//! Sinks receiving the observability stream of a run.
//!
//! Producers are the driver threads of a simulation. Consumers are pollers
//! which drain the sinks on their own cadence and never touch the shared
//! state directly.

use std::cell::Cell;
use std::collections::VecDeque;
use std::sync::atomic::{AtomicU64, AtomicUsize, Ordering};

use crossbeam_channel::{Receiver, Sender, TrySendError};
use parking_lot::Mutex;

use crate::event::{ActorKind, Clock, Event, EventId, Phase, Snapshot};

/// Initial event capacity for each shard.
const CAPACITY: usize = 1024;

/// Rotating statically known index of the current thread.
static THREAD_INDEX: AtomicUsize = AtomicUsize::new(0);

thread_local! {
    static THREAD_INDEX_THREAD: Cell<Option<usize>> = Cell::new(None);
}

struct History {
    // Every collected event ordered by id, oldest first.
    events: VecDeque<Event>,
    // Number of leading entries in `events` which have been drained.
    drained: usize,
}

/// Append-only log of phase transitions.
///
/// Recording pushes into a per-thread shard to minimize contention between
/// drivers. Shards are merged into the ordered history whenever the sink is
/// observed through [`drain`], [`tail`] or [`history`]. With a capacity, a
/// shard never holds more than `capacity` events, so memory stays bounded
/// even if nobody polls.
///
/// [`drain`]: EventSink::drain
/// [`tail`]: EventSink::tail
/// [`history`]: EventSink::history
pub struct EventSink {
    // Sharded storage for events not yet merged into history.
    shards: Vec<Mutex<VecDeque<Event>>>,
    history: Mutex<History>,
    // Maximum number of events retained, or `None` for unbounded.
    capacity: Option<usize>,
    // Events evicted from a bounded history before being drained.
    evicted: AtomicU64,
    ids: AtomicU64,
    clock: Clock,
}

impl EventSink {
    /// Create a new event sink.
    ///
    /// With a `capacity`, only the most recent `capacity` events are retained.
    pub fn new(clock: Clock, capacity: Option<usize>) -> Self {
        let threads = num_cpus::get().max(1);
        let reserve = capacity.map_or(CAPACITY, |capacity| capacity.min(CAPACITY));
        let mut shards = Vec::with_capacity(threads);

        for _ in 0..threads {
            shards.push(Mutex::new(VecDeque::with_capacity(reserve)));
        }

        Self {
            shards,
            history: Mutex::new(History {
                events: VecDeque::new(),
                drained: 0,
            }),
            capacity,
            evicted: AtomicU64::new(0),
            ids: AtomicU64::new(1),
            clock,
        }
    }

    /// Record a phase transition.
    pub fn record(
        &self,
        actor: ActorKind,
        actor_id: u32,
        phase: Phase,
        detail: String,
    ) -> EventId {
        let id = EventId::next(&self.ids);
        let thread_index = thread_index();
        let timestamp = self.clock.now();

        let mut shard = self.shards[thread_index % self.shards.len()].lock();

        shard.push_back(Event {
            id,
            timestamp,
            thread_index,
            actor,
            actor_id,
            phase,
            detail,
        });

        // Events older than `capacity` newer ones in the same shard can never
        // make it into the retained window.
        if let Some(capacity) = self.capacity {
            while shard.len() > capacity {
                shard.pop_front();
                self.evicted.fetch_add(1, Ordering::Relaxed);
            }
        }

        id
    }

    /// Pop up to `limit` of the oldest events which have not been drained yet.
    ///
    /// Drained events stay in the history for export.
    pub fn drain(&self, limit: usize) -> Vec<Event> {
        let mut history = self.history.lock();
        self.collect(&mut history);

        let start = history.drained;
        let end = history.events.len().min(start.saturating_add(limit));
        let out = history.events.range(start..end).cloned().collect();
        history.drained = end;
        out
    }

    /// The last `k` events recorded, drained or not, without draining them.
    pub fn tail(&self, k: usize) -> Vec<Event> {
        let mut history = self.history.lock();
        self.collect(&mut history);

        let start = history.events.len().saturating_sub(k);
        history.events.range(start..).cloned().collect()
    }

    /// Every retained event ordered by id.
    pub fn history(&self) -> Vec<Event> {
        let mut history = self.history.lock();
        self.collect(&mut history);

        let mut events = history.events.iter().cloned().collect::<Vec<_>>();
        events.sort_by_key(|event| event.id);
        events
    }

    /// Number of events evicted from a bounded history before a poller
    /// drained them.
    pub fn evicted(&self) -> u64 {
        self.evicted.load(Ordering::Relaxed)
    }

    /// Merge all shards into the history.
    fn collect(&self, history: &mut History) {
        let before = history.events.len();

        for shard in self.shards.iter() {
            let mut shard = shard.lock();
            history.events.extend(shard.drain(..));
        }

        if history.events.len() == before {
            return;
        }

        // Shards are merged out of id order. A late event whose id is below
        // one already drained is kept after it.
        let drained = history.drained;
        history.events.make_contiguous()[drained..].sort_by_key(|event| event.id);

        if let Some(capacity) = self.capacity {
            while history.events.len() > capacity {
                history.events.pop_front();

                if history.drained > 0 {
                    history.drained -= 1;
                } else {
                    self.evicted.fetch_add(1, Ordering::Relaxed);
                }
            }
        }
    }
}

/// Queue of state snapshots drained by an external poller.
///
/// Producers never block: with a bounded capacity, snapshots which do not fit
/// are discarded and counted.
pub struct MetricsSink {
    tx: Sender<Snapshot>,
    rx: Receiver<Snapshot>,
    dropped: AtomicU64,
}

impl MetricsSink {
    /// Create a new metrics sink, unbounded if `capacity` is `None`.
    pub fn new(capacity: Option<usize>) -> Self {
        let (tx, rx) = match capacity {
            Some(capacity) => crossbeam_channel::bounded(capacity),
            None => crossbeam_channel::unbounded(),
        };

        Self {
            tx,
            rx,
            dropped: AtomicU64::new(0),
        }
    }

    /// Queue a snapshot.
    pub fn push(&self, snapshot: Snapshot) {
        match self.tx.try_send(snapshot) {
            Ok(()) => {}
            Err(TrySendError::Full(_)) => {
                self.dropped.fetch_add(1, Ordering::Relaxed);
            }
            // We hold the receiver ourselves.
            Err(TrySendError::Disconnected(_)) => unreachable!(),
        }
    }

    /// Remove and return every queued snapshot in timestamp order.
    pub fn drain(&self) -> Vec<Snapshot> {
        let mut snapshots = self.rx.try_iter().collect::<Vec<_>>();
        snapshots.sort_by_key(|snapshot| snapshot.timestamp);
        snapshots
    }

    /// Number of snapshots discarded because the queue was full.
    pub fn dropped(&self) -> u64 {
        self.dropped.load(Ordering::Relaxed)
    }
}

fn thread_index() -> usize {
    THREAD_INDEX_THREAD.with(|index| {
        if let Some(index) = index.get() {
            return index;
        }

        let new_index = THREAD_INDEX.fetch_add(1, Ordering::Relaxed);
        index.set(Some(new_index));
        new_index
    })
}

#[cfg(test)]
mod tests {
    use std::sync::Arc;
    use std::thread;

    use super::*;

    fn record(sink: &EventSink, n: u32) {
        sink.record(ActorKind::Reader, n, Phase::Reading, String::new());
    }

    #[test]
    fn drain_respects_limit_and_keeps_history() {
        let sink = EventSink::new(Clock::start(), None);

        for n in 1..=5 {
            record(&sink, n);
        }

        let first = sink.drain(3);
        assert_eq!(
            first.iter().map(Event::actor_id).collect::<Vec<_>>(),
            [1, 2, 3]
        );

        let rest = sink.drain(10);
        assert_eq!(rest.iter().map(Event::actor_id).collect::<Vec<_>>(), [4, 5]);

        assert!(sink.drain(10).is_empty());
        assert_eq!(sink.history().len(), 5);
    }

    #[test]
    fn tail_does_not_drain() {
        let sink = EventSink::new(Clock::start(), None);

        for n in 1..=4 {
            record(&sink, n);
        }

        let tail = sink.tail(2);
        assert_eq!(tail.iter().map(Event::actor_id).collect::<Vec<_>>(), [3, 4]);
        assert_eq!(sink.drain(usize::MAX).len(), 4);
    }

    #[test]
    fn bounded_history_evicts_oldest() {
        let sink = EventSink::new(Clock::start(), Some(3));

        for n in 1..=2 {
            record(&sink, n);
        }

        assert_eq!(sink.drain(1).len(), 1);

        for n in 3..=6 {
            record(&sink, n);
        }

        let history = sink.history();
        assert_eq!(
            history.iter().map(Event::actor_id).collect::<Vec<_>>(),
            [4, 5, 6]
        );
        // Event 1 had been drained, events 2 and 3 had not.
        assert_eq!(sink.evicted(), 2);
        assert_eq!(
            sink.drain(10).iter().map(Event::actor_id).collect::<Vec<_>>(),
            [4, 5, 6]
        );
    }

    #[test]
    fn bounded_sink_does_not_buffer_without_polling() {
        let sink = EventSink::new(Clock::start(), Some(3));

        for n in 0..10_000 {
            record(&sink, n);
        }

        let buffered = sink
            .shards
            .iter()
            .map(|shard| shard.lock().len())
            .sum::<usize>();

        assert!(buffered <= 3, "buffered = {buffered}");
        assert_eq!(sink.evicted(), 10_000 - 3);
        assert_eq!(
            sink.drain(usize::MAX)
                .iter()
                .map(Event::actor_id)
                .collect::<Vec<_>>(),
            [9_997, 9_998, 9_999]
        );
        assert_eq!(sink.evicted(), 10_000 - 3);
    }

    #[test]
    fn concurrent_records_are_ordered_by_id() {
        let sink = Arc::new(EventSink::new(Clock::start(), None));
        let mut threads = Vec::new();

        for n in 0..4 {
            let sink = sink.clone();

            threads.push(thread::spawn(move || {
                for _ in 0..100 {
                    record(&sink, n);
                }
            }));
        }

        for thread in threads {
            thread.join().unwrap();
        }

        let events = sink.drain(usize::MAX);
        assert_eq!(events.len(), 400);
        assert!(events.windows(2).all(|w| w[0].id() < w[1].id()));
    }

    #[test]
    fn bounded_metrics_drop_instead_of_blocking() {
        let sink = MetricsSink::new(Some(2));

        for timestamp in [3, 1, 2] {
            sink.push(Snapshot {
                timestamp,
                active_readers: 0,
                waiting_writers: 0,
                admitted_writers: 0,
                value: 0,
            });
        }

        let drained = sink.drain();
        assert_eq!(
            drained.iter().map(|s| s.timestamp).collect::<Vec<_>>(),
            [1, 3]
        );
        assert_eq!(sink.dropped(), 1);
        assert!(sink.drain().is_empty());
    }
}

#####

#### Task requirements:
Return, word for word, the lines of the data above from the line with "return index;" through the line with "for n in 3..=6", inclusive.

#### Answer section:
            return index;
        }

        let new_index = THREAD_INDEX.fetch_add(1, Ordering::Relaxed);
        index.set(Some(new_index));
        new_index
    })
}

#[cfg(test)]
mod tests {
    use std::sync::Arc;
    use std::thread;

    use super::*;

    fn record(sink: &EventSink, n: u32) {
        sink.record(ActorKind::Reader, n, Phase::Reading, String::new());
    }

    #[test]
    fn drain_respects_limit_and_keeps_history() {
        let sink = EventSink::new(Clock::start(), None);

        for n in 1..=5 {
            record(&sink, n);
        }

        let first = sink.drain(3);
        assert_eq!(
            first.iter().map(Event::actor_id).collect::<Vec<_>>(),
            [1, 2, 3]
        );

        let rest = sink.drain(10);
        assert_eq!(rest.iter().map(Event::actor_id).collect::<Vec<_>>(), [4, 5]);

        assert!(sink.drain(10).is_empty());
        assert_eq!(sink.history().len(), 5);
    }

    #[test]
    fn tail_does_not_drain() {
        let sink = EventSink::new(Clock::start(), None);

        for n in 1..=4 {
            record(&sink, n);
        }

        let tail = sink.tail(2);
        assert_eq!(tail.iter().map(Event::actor_id).collect::<Vec<_>>(), [3, 4]);
        assert_eq!(sink.drain(usize::MAX).len(), 4);
    }

    #[test]
    fn bounded_history_evicts_oldest() {
        let sink = EventSink::new(Clock::start(), Some(3));

        for n in 1..=2 {
            record(&sink, n);
        }

        assert_eq!(sink.drain(1).len(), 1);

        for n in 3..=6 {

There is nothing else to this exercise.